3 risposte a la SPANNOMETRIA, ovvero l’orientativita’ dell’esperienza

  • Marco scrive:

    La spannometria è una dea liberatrice (ma anche ingannatrice) tanto invocata durante i laboratori di chimica fisica e di analitica strumentale all’università… scherzi a parte, è giusto e doveroso conoscere il “problema della misura”, ma è ancor più doveroso essere in grado di ovviarvi quando non sia richiesto un approfondimento eccessivo. Quest’estate mi son imbattuto nella sintesi di una diammina, sia aromatica che alifatica: per vedere se si era formata (analisi qualitativa) non ho avuto il bisogno di separare la miscela, purificare ogni singolo componente e caratterizzarlo con UV, IR ed NMR: mi è bastato fare una semplice diazotazione seguita da copulazione… la formazione del colorante azoico ha confermato la presenza dell’ammina aromatica e la formazione di bolle di azoto ha confermato la presenza dell’ammina alifatica. Bello sarebbe stato avere gli spettri, ma troppo dispendioso per quello che dovevo fare. Spero di riprendere a breve quel tema di ricerca, molto interessante negli sviluppi. (PS: risponderò a breve alla tua mail che ho ricevuto! Grazie per l’invito e la fiducia, intanto!). Marco

  • Fabio scrive:

    Ottimo articolo, condivido appieno il contenuto. Purtroppo è vero che spesso i professori e i testi tendono a evidenziare il puro nozionismo e il freddo dato, accantonando ciò che conta di più (perlomeno in prima istanza). L’unica pecca che volevo segnalare sono le unità di misura della costante di Planck, riportata in J/s anziché in J*s, e del numero di Avogadro, mol^-1. Lo sottolineo non certo per incoerenza rispetto a quanto detto finora, anzi, cogliendo l’occasione per aggiungere che, così come – si legge nell’articolo – l’ordine di grandezza è più importante del fattore moltiplicativo che lo percede, esso è tuttavia secondario rispetto alla relativa unità di misura, la quale è a sua volta secondaria rispetto alla grandezza fisica, vero significato di una costante, ancor prima del suo valore numerico.

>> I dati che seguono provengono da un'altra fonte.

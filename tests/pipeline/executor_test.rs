use std::sync::atomic::{AtomicUsize, Ordering};
use std::sync::{Arc, Mutex};

use async_trait::async_trait;
use reportflow::config::DataSourceConnection;
use reportflow::connector::{
    Connection, ConnectionError, ConnectionResult, Connector, Driver, QueryError, QueryResult,
};
use reportflow::data::ResultSet;
use reportflow::execute::{ExecuteError, QueryExecutor};
use reportflow::sql::{Dialect, Filter, FilterOp};
use serde_json::json;

#[derive(Clone, Copy, PartialEq)]
enum Mode {
    Ok,
    RefuseConnect,
    RejectQuery,
    FailClose,
}

#[derive(Default)]
struct Log {
    targets: Mutex<Vec<String>>,
    statements: Mutex<Vec<String>>,
    closes: AtomicUsize,
}

struct FakeDriver {
    mode: Mode,
    log: Arc<Log>,
}

struct FakeConnection {
    mode: Mode,
    log: Arc<Log>,
}

#[async_trait]
impl Driver for FakeDriver {
    async fn open(&self, _dialect: Dialect, target: &str) -> ConnectionResult<Box<dyn Connection>> {
        self.log.targets.lock().unwrap().push(target.to_string());
        if self.mode == Mode::RefuseConnect {
            return Err(ConnectionError::refused(target, "timeout expired"));
        }
        Ok(Box::new(FakeConnection {
            mode: self.mode,
            log: self.log.clone(),
        }))
    }
}

#[async_trait]
impl Connection for FakeConnection {
    async fn query(&mut self, sql: &str) -> QueryResult<ResultSet> {
        self.log.statements.lock().unwrap().push(sql.to_string());
        if self.mode == Mode::RejectQuery {
            return Err(QueryError::Rejected("Invalid column name 'regoin'".to_string()));
        }
        Ok(ResultSet::new(
            vec!["region".into(), "total".into()],
            vec![vec![json!("East"), json!(1200)], vec![json!("West"), json!(null)]],
        ))
    }

    async fn close(&mut self) -> ConnectionResult<()> {
        self.log.closes.fetch_add(1, Ordering::SeqCst);
        if self.mode == Mode::FailClose {
            return Err(ConnectionError::Close("socket already closed".to_string()));
        }
        Ok(())
    }
}

fn executor(mode: Mode) -> (QueryExecutor, Arc<Log>) {
    let log = Arc::new(Log::default());
    let driver = FakeDriver {
        mode,
        log: log.clone(),
    };
    (QueryExecutor::new(Connector::new(Arc::new(driver))), log)
}

fn sql_server() -> DataSourceConnection {
    DataSourceConnection::new(Dialect::TSql, "sql01", "sales").with_credentials("report", "s3cret")
}

#[tokio::test]
async fn test_execute_wraps_and_closes() {
    let (executor, log) = executor(Mode::Ok);
    let filters = [Filter::new("region", FilterOp::Ne, "North")];

    let result = executor
        .execute(&sql_server(), "SELECT region, total FROM v_sales;", Some(50), &filters)
        .await
        .unwrap();

    assert_eq!(result.columns, vec!["region", "total"]);
    assert_eq!(result.len(), 2);
    let records = result.to_records();
    assert_eq!(records[0]["region"], json!("East"));
    assert_eq!(records[1]["total"], json!(null));

    assert_eq!(
        log.statements.lock().unwrap().as_slice(),
        ["SELECT TOP 50 * FROM (SELECT region, total FROM v_sales) AS _wrapper_ WHERE region != 'North'"]
    );
    assert_eq!(log.closes.load(Ordering::SeqCst), 1);
}

#[tokio::test]
async fn test_query_error_still_closes() {
    let (executor, log) = executor(Mode::RejectQuery);

    let err = executor
        .execute(&sql_server(), "SELECT regoin FROM v_sales", None, &[])
        .await
        .unwrap_err();

    assert!(matches!(err, ExecuteError::Query(QueryError::Rejected(_))));
    assert!(err.to_string().contains("regoin"));
    assert_eq!(log.closes.load(Ordering::SeqCst), 1);
}

#[tokio::test]
async fn test_connect_failure_is_a_connection_error() {
    let (executor, log) = executor(Mode::RefuseConnect);

    let err = executor
        .execute(&sql_server(), "SELECT 1", None, &[])
        .await
        .unwrap_err();

    assert_eq!(
        err,
        ExecuteError::Connection(ConnectionError::refused("sql01:1433/sales", "timeout expired"))
    );
    assert!(!err.to_string().contains("s3cret"));
    assert!(log.statements.lock().unwrap().is_empty());
    assert_eq!(log.closes.load(Ordering::SeqCst), 0);
}

#[tokio::test]
async fn test_close_failure_does_not_hide_rows() {
    let (executor, log) = executor(Mode::FailClose);

    let result = executor
        .execute(&sql_server(), "SELECT region, total FROM v_sales", None, &[])
        .await
        .unwrap();

    assert_eq!(result.len(), 2);
    assert_eq!(log.closes.load(Ordering::SeqCst), 1);
}

#[tokio::test]
async fn test_driver_receives_dialect_target() {
    let (executor, log) = executor(Mode::Ok);
    let pg = DataSourceConnection::new(Dialect::Postgres, "db.internal", "analytics")
        .with_credentials("bi", "pw")
        .with_port(6432);

    executor.execute(&pg, "SELECT 1 AS x", Some(1), &[]).await.unwrap();

    assert_eq!(
        log.targets.lock().unwrap().as_slice(),
        ["postgres://bi:pw@db.internal:6432/analytics"]
    );
    assert_eq!(
        log.statements.lock().unwrap().as_slice(),
        ["SELECT * FROM (SELECT 1 AS x) AS _wrapper_ LIMIT 1"]
    );
}

#[tokio::test]
async fn test_connection_probe() {
    let (executor, log) = executor(Mode::Ok);
    let (ok, message) = executor.connector().test_connection(&sql_server()).await;

    assert!(ok);
    assert_eq!(message, reportflow::connector::CONNECTION_OK);
    assert_eq!(log.statements.lock().unwrap().as_slice(), ["SELECT 1"]);
    assert_eq!(log.closes.load(Ordering::SeqCst), 1);
}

    Un ringraziamento per tutti gli articoli interessanti che ho letto nel sito e un saluto a tutti.

    Fabio

  • Aldo scrive:

    Gran bell’articolo, mi ci ritrovo molto spesso nelle mie situazioni di lavoro.

    E’ divertente vedere le facce di colleghi e più ancora di tesisti e tirocinanti, abituati a spaccare (spesso inutilmente) il capello in quattro, quando lavoro “a spanne”: in prima istanza leggo delusione e perplessità (“questo qui racconta di analisi quantitative di estrema sensibilità e poi lavora in modo così grossolano?”), a cui si contrappone lo stupore al momento di leggere i risultati.

    D’altronde la spannometria spesso è l’unico salvagente, come scrivi tu, in situazioni complesse. A patto di avere davvero la giusta esperienza e sensibilità, altrimenti si fanno errori anche molto pesanti.